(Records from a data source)
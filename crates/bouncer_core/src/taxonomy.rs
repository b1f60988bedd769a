//! The closed taxonomy of authorization failures.

use serde::{Deserialize, Serialize};

/// A class of authorization failure.
///
/// Kinds come in semantically opposite pairs (`NotInDM` / `InDM`), which is
/// what lets a negated check explain itself. [`FailureKind::Generic`] is the
/// fallback for failures that have no single explanation.
///
/// Kinds display and parse as their PascalCase names.
///
/// # Examples
///
/// ```
/// use bouncer_core::FailureKind;
///
/// assert_eq!(FailureKind::UserMissingRole.inverse(), FailureKind::UserHasRole);
/// assert_eq!(FailureKind::NotInDm.to_string(), "NotInDM");
/// assert_eq!("ChannelIsNSFW".parse::<FailureKind>().unwrap(), FailureKind::ChannelIsNsfw);
/// ```
#[derive(
    Debug,
    Clone,
    Copy,
    PartialEq,
    Eq,
    PartialOrd,
    Ord,
    Hash,
    Serialize,
    Deserialize,
    strum::Display,
    strum::EnumString,
    strum::EnumIter,
    strum::IntoStaticStr,
)]
pub enum FailureKind {
    /// No specific explanation
    Generic,

    /// The invoking user lacks every configured role
    UserMissingRole,
    /// The invoking user holds a configured role
    UserHasRole,
    /// The bot lacks every configured role
    BotMissingRole,
    /// The bot holds a configured role
    BotHasRole,

    /// The invoking user's channel permissions differ from those required
    UserMissingChannelPerms,
    /// The invoking user holds forbidden channel permissions
    UserHasChannelPerms,
    /// The bot's channel permissions differ from those required
    BotMissingChannelPerms,
    /// The bot holds forbidden channel permissions
    BotHasChannelPerms,

    /// The invoking user's guild permissions differ from those required
    UserMissingGuildPerms,
    /// The invoking user holds forbidden guild permissions
    UserHasGuildPerms,
    /// The bot's guild permissions differ from those required
    BotMissingGuildPerms,
    /// The bot holds forbidden guild permissions
    BotHasGuildPerms,

    /// The command was not invoked in a DM
    #[strum(to_string = "NotInDM")]
    #[serde(rename = "NotInDM")]
    NotInDm,
    /// The command was invoked in a DM
    #[strum(to_string = "InDM")]
    #[serde(rename = "InDM")]
    InDm,

    /// The invoking user is not on the allow-list
    IsNotUser,
    /// The invoking user is on the block-list
    IsUser,

    /// The command was invoked outside the configured channels
    NotInChannel,
    /// The command was invoked inside a forbidden channel
    InChannel,

    /// The command was invoked outside the configured guilds
    NotInGuild,
    /// The command was invoked inside a forbidden guild
    InGuild,

    /// The command was invoked outside the configured categories
    NotInCategory,
    /// The command was invoked inside a forbidden category
    InCategory,

    /// The invoking user does not own the bot
    IsNotBotOwner,
    /// The invoking user owns the bot
    IsBotOwner,

    /// The channel is not age-restricted
    #[strum(to_string = "ChannelIsNotNSFW")]
    #[serde(rename = "ChannelIsNotNSFW")]
    ChannelIsNotNsfw,
    /// The channel is age-restricted
    #[strum(to_string = "ChannelIsNSFW")]
    #[serde(rename = "ChannelIsNSFW")]
    ChannelIsNsfw,

    /// The invoking user does not own the guild
    IsNotGuildOwner,
    /// The invoking user owns the guild
    IsGuildOwner,

    /// The display name lacks the configured substring
    UsernameDoesNotContain,
    /// The display name contains a forbidden substring
    UsernameContains,

    /// Membership is longer than an `at most` bound
    MembershipGT,
    /// Membership is shorter than an `at least` bound
    MembershipLT,
    /// Membership reached a `less than` bound
    MembershipGE,
    /// Membership has not passed a `greater than` bound
    MembershipLE,
}

impl FailureKind {
    /// The semantically opposite kind, or [`FailureKind::Generic`] when unpaired.
    ///
    /// Total and pure: every kind maps somewhere, and mapping twice returns the
    /// original kind for paired kinds.
    pub fn inverse(self) -> FailureKind {
        use FailureKind::*;
        match self {
            Generic => Generic,
            UserMissingRole => UserHasRole,
            UserHasRole => UserMissingRole,
            BotMissingRole => BotHasRole,
            BotHasRole => BotMissingRole,
            UserMissingChannelPerms => UserHasChannelPerms,
            UserHasChannelPerms => UserMissingChannelPerms,
            BotMissingChannelPerms => BotHasChannelPerms,
            BotHasChannelPerms => BotMissingChannelPerms,
            UserMissingGuildPerms => UserHasGuildPerms,
            UserHasGuildPerms => UserMissingGuildPerms,
            BotMissingGuildPerms => BotHasGuildPerms,
            BotHasGuildPerms => BotMissingGuildPerms,
            NotInDm => InDm,
            InDm => NotInDm,
            IsNotUser => IsUser,
            IsUser => IsNotUser,
            NotInChannel => InChannel,
            InChannel => NotInChannel,
            NotInGuild => InGuild,
            InGuild => NotInGuild,
            NotInCategory => InCategory,
            InCategory => NotInCategory,
            IsNotBotOwner => IsBotOwner,
            IsBotOwner => IsNotBotOwner,
            ChannelIsNotNsfw => ChannelIsNsfw,
            ChannelIsNsfw => ChannelIsNotNsfw,
            IsNotGuildOwner => IsGuildOwner,
            IsGuildOwner => IsNotGuildOwner,
            UsernameDoesNotContain => UsernameContains,
            UsernameContains => UsernameDoesNotContain,
            MembershipGT => MembershipLE,
            MembershipLT => MembershipGE,
            MembershipGE => MembershipLT,
            MembershipLE => MembershipGT,
        }
    }

    /// Whether this kind describes a membership duration bound.
    pub fn is_membership(self) -> bool {
        matches!(
            self,
            FailureKind::MembershipGT
                | FailureKind::MembershipLT
                | FailureKind::MembershipGE
                | FailureKind::MembershipLE
        )
    }

    /// The requirement a membership kind expresses, e.g. `greater than or equal to`.
    ///
    /// Returns `None` for kinds that are not membership bounds.
    pub fn phrase(self) -> Option<&'static str> {
        match self {
            FailureKind::MembershipLT => Some("greater than or equal to"),
            FailureKind::MembershipGT => Some("less than or equal to"),
            FailureKind::MembershipLE => Some("greater than"),
            FailureKind::MembershipGE => Some("less than"),
            _ => None,
        }
    }
}

#[cfg(test)]
mod tests {
    use super::*;
    use strum::IntoEnumIterator;

    #[test]
    fn inverse_is_an_involution() {
        for kind in FailureKind::iter() {
            assert_eq!(kind.inverse().inverse(), kind, "{kind}");
        }
    }

    #[test]
    fn only_generic_maps_to_itself() {
        for kind in FailureKind::iter() {
            if kind != FailureKind::Generic {
                assert_ne!(kind.inverse(), kind, "{kind}");
            }
        }
        assert_eq!(FailureKind::Generic.inverse(), FailureKind::Generic);
    }

    #[test]
    fn names_parse_back() {
        for kind in FailureKind::iter() {
            let name: &'static str = kind.into();
            assert_eq!(name.parse::<FailureKind>().unwrap(), kind);
        }
    }

    #[test]
    fn membership_kinds_have_phrases() {
        for kind in FailureKind::iter() {
            assert_eq!(kind.is_membership(), kind.phrase().is_some(), "{kind}");
        }
    }
}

● **What is needed**
Wherever a line in the entries holds "semantically", copy that line.

● **Response**
/// Kinds come in semantically opposite pairs (`NotInDM` / `InDM`), which is
    /// The semantically opposite kind, or [`FailureKind::Generic`] when unpaired.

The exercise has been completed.